Down side is that you will only get trade value on a claim. So if your cars worth 25k, you will be lucky to get 15-18 k pay out! 

Can work out cheap tho. I was 20 driving a supra, rover tom cat and a suburu P1 all for 1500 quid! Plus i could drive any other car upto the value of 25 k.


----------



## Stachi (Jan 26, 2008)

matty32 said:


> saying that my little bro (21) has the money sat there for a new DB9 but he cant get insurance lmao...so we going for an EVO7 for a bit insurance depending...


Holy Crap! I've obviously got the wrong job? Will you please enlighten me? 

Marc


----------



## agent-x (Jul 26, 2008)

alot of hassl i know

but save alot of money to

and you get to drive cars you want


----------



## agent-x (Jul 26, 2008)

Stachi said:


> Holy Crap! I've obviously got the wrong job?

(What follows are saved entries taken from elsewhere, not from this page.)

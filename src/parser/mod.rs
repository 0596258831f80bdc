//! Span sources: turning documents into pages of positioned text runs.

mod backend;
mod layout;
mod options;
mod pdf_parser;

pub use backend::{decode_text_simple, MemorySource, SpanSource};
pub use layout::{group_runs_into_lines, LayoutExtractor, PositionedRun};
pub use options::{ErrorMode, ParseOptions};
pub use pdf_parser::PdfSpanSource;
//! Document model types.
//!
//! Spans, lines and pages are the layout representation produced by a
//! [`SpanSource`](crate::parser::SpanSource). Outline and collection types are
//! the results the analysis stages build from them.

mod collection;
mod outline;
mod span;

pub use collection::{
    CollectionMetadata, CollectionReport, CollectionRequest, DocumentRef, JobToBeDone, Persona,
    SectionCandidate, SubsectionAnalysis,
};
pub use outline::{DocumentOutline, HeadingLevel, OutlineEntry};
pub use span::{normalize_line_text, round_font_size, Line, Page, Span};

Will you please enlighten me?
> 
> Marc


lol was thinking exactly the same thing


----------



## JapFreak786 (Aug 29, 2003)

there are other policies that let you drive any car you want without the need of all this "trade" non-sense


----------



## matty32 (Dec 18, 2005)

agent-x said:


> lol was thinking exactly the same thing


he gave up his job in the city and is a professional poker player 

and no im not joking about

edit to say, trade policy is one thing but you need to have trade plates and get those too.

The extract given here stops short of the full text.